- Aim of the exercise
From the entries below, retype only the lines from the one with "The computation is" through the one with "pub mod balance;", exactly as written.

Dataset records:

= = = = = = =

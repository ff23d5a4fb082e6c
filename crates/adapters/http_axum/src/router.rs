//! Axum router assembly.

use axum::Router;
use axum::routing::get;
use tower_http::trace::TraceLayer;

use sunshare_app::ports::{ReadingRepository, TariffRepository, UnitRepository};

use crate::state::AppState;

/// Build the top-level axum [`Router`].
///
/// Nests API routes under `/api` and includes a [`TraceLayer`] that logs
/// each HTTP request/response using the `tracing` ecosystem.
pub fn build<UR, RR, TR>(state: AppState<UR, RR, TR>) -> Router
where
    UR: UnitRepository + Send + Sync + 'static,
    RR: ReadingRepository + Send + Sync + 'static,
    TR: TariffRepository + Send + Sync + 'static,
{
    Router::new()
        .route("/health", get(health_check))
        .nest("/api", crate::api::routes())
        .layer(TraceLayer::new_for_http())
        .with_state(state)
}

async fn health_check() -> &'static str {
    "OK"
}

= = = = = = =

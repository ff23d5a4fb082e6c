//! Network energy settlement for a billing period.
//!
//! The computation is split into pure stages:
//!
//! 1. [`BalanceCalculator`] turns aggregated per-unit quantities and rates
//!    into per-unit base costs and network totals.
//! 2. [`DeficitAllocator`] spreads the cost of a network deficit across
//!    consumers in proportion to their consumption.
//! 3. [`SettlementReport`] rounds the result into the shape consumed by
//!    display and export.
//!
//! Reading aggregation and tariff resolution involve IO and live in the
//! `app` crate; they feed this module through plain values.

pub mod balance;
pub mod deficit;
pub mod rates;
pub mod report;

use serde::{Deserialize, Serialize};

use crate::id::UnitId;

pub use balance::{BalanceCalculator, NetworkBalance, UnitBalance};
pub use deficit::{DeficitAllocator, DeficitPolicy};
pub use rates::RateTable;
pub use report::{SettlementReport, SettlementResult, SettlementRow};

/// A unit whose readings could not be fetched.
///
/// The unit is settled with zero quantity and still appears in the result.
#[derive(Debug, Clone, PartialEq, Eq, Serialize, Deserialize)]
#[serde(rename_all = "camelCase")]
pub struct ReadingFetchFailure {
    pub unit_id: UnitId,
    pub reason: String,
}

= = = = = = =

- Solution below
//! The computation is split into pure stages:
//!
//! 1. [`BalanceCalculator`] turns aggregated per-unit quantities and rates
//!    into per-unit base costs and network totals.
//! 2. [`DeficitAllocator`] spreads the cost of a network deficit across
//!    consumers in proportion to their consumption.
//! 3. [`SettlementReport`] rounds the result into the shape consumed by
//!    display and export.
//!
//! Reading aggregation and tariff resolution involve IO and live in the
//! `app` crate; they feed this module through plain values.

pub mod balance;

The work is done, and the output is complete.